"Our guidance was that this very prominently placed advertisement would not only be insensitive to the many people of different faiths who come to enjoy the market for its food and unique gifts, but also it would be contrary to acceptable advertising standards suggested to the many festivals holding events on Daley Plaza," Jim Law, executive director of the Mayor’s Office of Special Events, said in a statement.
Cindy Gatziolis, a spokeswoman for the office, said the city does not want to appear to endorse one religion over another. While acknowledging that there is a nativity scene on the plaza, Gatziolis said there also will be representations of other faiths, including a Jewish menorah, all put up by private groups.
"We’ve worked hard to make sure there is a fair representation of all those faiths celebrating something special," said Gatziolis, who stressed the city did not order organizers not to allow the studio to be a sponsor. "If you add more for one faith over the others, it does tip the scale to that faith."
I would love to say that the ridiculous sensitivity extends only to Chicago city officials, but, unfortunately the event’s organizers have gotten into the act. Here’s their explanation of the "Christkindlsmarket":
Since 1999 Christkindlmarket’s Grand Opening is a special highlight during the celebration of the City of Chicago Annual Holiday Tree Lighting ceremony which always takes place on the First Friday after Thanksgiving Day. The Christkindl, the Christmas Fairy, is a cherished highlight during the Holiday Tree Lighting. The Christmas Fairy proclaims the opening of Christkindlmarket Chicago. The Christkindl is a holiday icon of the Christkindlesmarkt Nuremberg, Germany, Chicago’s sister market.
The Christmas Fairy???? Das Christkindl, as any German speaker knows, is the Christchild. Unfortunately, even the folks in Nurnberg have succumbed to a kind of political correctness.

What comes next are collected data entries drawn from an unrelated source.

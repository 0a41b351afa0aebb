//! Maximum marginal assignments after belief propagation.
use tracing::{debug, warn};

use crate::error::{RefgraphError, Result};
use crate::features::Model;
use crate::graph::{FactorGraph, NodeId};
use crate::logic::LogicalExpression;
use crate::result::ProbEvaluationResult;
use crate::table::Mapping;
use crate::visit::{expression_of, features_of};

/// One result per combination of tied argmax values, as long as there are
/// at most `limit` of them. All results share the same log probability:
/// the sum of every variable's max log belief.
///
/// With `sloppy`, a variable whose argmax is tied keeps its own expression
/// and the result set does not multiply out over it.
pub fn max_evaluations(
    graph: &FactorGraph,
    limit: usize,
    model: &Model,
    sloppy: bool,
) -> Result<Vec<ProbEvaluationResult>> {
    if !graph.has_marginals() {
        return Err(RefgraphError::MissingMarginals(
            "max evaluations need belief propagation to run first".to_string(),
        ));
    }
    let mut choices: Vec<(NodeId, Vec<LogicalExpression>)> = Vec::new();
    let mut log_probability = 0.0;
    let mut count: usize = 1;
    for id in graph.preorder() {
        let Some(variable) = graph.node(id)?.as_variable() else { continue };
        let (argmax, max) = variable.max_assignments()?;
        log_probability += max;
        if sloppy && argmax.len() > 1 {
            continue;
        }
        count = count.saturating_mul(argmax.len());
        choices.push((variable.id(), argmax));
    }
    if count == 0 {
        debug!("a variable has no assignments, no max evaluation");
        return Ok(Vec::new());
    }
    if count > limit {
        warn!(count, limit, "too many max evaluations");
        return Ok(Vec::new());
    }

    let mut mappings = vec![Mapping::default()];
    for (id, values) in &choices {
        mappings = mappings
            .into_iter()
            .flat_map(|mapping| {
                values.iter().map(move |value| {
                    let mut mapping = mapping.clone();
                    mapping.insert(*id, value.clone());
                    mapping
                })
            })
            .collect();
    }

    let mut results = Vec::with_capacity(mappings.len());
    for mapping in mappings {
        let features = features_of(graph, &mapping)?;
        let expression = expression_of(graph, &mapping)?;
        results.push(ProbEvaluationResult::new(
            model.score(&features),
            features,
            expression,
            mapping,
            log_probability,
        ));
    }
    debug!(results = results.len(), log_probability, "max evaluations");
    Ok(results)
}
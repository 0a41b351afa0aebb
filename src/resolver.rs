//! End to end resolution: assignments, graph, factors, inference.
use std::sync::Arc;
use std::time::Instant;

use rayon::ThreadPool;
use tracing::debug;

use crate::assignment::{AssignmentGeneratorFactory, ReferenceFactory};
use crate::builder::GraphBuilder;
use crate::error::Result;
use crate::features::{FeatureSet, Model, build_pool, create_jobs, run_jobs};
use crate::graph::FactorGraph;
use crate::inference::{max_evaluations, top_k};
use crate::logic::{LogicLanguage, LogicalExpression};
use crate::result::{EvaluationResult, ProbEvaluationResult};
use crate::settings::InferenceSettings;

pub struct Resolver {
    settings: InferenceSettings,
    language: Arc<LogicLanguage>,
    model: Arc<Model>,
    factory: Box<dyn AssignmentGeneratorFactory>,
    feature_sets: Vec<Box<dyn FeatureSet>>,
    pool: ThreadPool,
}

impl Resolver {
    /// Starts with reference assignments and no feature sets.
    pub fn new(settings: InferenceSettings, language: Arc<LogicLanguage>, model: Arc<Model>) -> Result<Self> {
        let pool = build_pool(settings.threads)?;
        Ok(Self {
            factory: Box::new(ReferenceFactory::new(language.clone())),
            settings,
            language,
            model,
            feature_sets: Vec::new(),
            pool,
        })
    }

    pub fn with_feature_set(mut self, feature_set: impl FeatureSet + 'static) -> Self {
        self.feature_sets.push(Box::new(feature_set));
        self
    }

    pub fn with_factory(mut self, factory: impl AssignmentGeneratorFactory + 'static) -> Self {
        self.factory = Box::new(factory);
        self
    }

    pub fn settings(&self) -> &InferenceSettings {
        &self.settings
    }
    pub fn language(&self) -> &Arc<LogicLanguage> {
        &self.language
    }
    pub fn model(&self) -> &Arc<Model> {
        &self.model
    }

    /// Builds the graph for `expression` and attaches the factors of every
    /// feature set. No inference has run on the result.
    pub fn graph(&self, expression: &LogicalExpression, closure: bool) -> Result<FactorGraph> {
        let started = Instant::now();
        let generator = self.factory.create(expression);
        let mut graph = GraphBuilder::new(generator.as_ref(), &self.language)
            .policy(self.settings.empty_domain)
            .build(expression, closure);
        let jobs = create_jobs(&self.feature_sets, &graph, &self.language, &self.model)?;
        run_jobs(&mut graph, jobs, &self.pool)?;
        debug!(ms = started.elapsed().as_secs_f64() * 1000.0, "graph ready");
        Ok(graph)
    }

    /// Max evaluations over the marginals of belief propagation.
    pub fn resolve(&self, expression: &LogicalExpression) -> Result<Vec<ProbEvaluationResult>> {
        self.resolve_graph(self.graph(expression, false)?)
    }

    /// Like [`Resolver::resolve`] for an expression standing for a closed
    /// family of parses, so closure features apply.
    pub fn resolve_closure(&self, expression: &LogicalExpression) -> Result<Vec<ProbEvaluationResult>> {
        self.resolve_graph(self.graph(expression, true)?)
    }

    /// Top assignments of the raw potentials and whether the beam was exact.
    pub fn beam(&self, expression: &LogicalExpression) -> Result<(Vec<EvaluationResult>, bool)> {
        self.beam_graph(&self.graph(expression, false)?)
    }

    pub fn beam_closure(&self, expression: &LogicalExpression) -> Result<(Vec<EvaluationResult>, bool)> {
        self.beam_graph(&self.graph(expression, true)?)
    }

    fn resolve_graph(&self, mut graph: FactorGraph) -> Result<Vec<ProbEvaluationResult>> {
        self.pool.install(|| self.settings.loopy_bp().run(&mut graph))?;
        max_evaluations(&graph, self.settings.max_limit, &self.model, self.settings.sloppy)
    }

    fn beam_graph(&self, graph: &FactorGraph) -> Result<(Vec<EvaluationResult>, bool)> {
        self.pool
            .install(|| top_k(graph, self.settings.beam_size, self.settings.sloppy))
    }
}
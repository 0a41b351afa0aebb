//! Pairs each reading of an overloaded constant with the surface form and
//! directionality the lexicon attached to it.
use std::sync::Arc;

use super::{FactorJob, FeatureSet, FeatureVector, Model, add_factor, head};
use crate::error::Result;
use crate::graph::{FactorGraph, VariableKind};
use crate::logic::LogicLanguage;

pub const DEFAULT_TAG: &str = "FACLEX";

pub struct SurfaceFormFeature {
    tag: String,
}

impl Default for SurfaceFormFeature {
    fn default() -> Self {
        Self::new(DEFAULT_TAG)
    }
}

impl SurfaceFormFeature {
    pub fn new(tag: &str) -> Self {
        Self { tag: tag.to_string() }
    }
}

impl FeatureSet for SurfaceFormFeature {
    fn tag(&self) -> &str {
        &self.tag
    }

    /// One single-variable factor per underspecified, overloaded constant.
    fn create_factor_jobs(
        &self,
        graph: &FactorGraph,
        language: &Arc<LogicLanguage>,
        model: &Arc<Model>,
    ) -> Result<Vec<FactorJob>> {
        let mapping = language.specification_mapping();
        let mut jobs: Vec<FactorJob> = Vec::new();
        for variable in graph.variables() {
            if variable.kind() != VariableKind::Constant {
                continue;
            }
            let Some(constant) = variable.expression().as_constant() else { continue };
            if !mapping.is_underspecified(constant) {
                continue;
            }
            let Some(overload) = constant.overload() else { continue };
            let base = overload.base().to_string();
            let surface_form = overload.surface_form().to_string();
            let directionality = overload.directionality().map(str::to_string);
            let label = format!("{}{}", self.tag, variable.id().0);
            let nodes = vec![Some(variable.id())];
            let (tag, language, model) = (self.tag.clone(), language.clone(), model.clone());
            jobs.push(Box::new(move |graph: &FactorGraph| {
                add_factor(graph, &model, label, &nodes, |values| {
                    let mut features = FeatureVector::new();
                    let value = head(&language, &values[0]);
                    let (tag, base, value) = (tag.as_str(), base.as_str(), value.as_str());
                    features.set(&[tag, base, value, surface_form.as_str()], 1.0);
                    if let Some(directionality) = &directionality {
                        let directionality = directionality.as_str();
                        features.set(&[tag, base, value, surface_form.as_str(), directionality], 1.0);
                        features.set(&[tag, base, value, directionality], 1.0);
                    }
                    features
                })
                .map(|_| ())
            }));
        }
        Ok(jobs)
    }
}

Here’s the English version of their description of the "Christmas Angel," which is at least an improvement over the "Fairy." By contrast, the folks in Kitchener, Ontario get it right. Here, for those who are still reading, is the Wikipedia entry.
In any event, to discourage any mention of the Nativity in a festival that commemorates that very event (as anyone in attendance, at least those who don’t get all their information from marketers, would know) is the height of ridiculousness.
My apologies for this rant, since this hits close to my old Austrian home. (My father still has the incriminating tapes of me, at age two, speaking in German about what "das Christkind" brought me.)
Update: Here’s the latest Chicago Tribune article, which reflects a change in the city’s story regarding its objection:
Stung by criticism that the film’s maker was dropped as a sponsor to ensure the event appealed to all faiths, city officials said Tuesday they objected to "The Nativity Story" because it was too commercial.
"This particular incident is about a movie studio aggressively marketing a movie and trying to sell tickets to that movie," said Veronica Resa, spokeswoman for the Mayor’s Office of Special Events.
They’ve backtracked into aesthetics, in other words, regarding something about which I doubt there was a constitutional or church/state issue to begin with. Consider, in this connection, this fact: the Christkindlmarket is put on by a private organization. Consider another fact: I’d bet that Daley Plaza would be considered a "public forum." Consider yet another fact: the market already offers a mix of secular and (other) religious symbols (Jewish and Muslim).
The Corner’s Kathryn Jean Lopez
is right: this is an opportunity for a politician closely associated with Chicago to step up to the plate about the city’s ridiculousness. If it isn’t Obama, then perhaps HRC ought to beat him to the punch, since she grew up in the suburbs.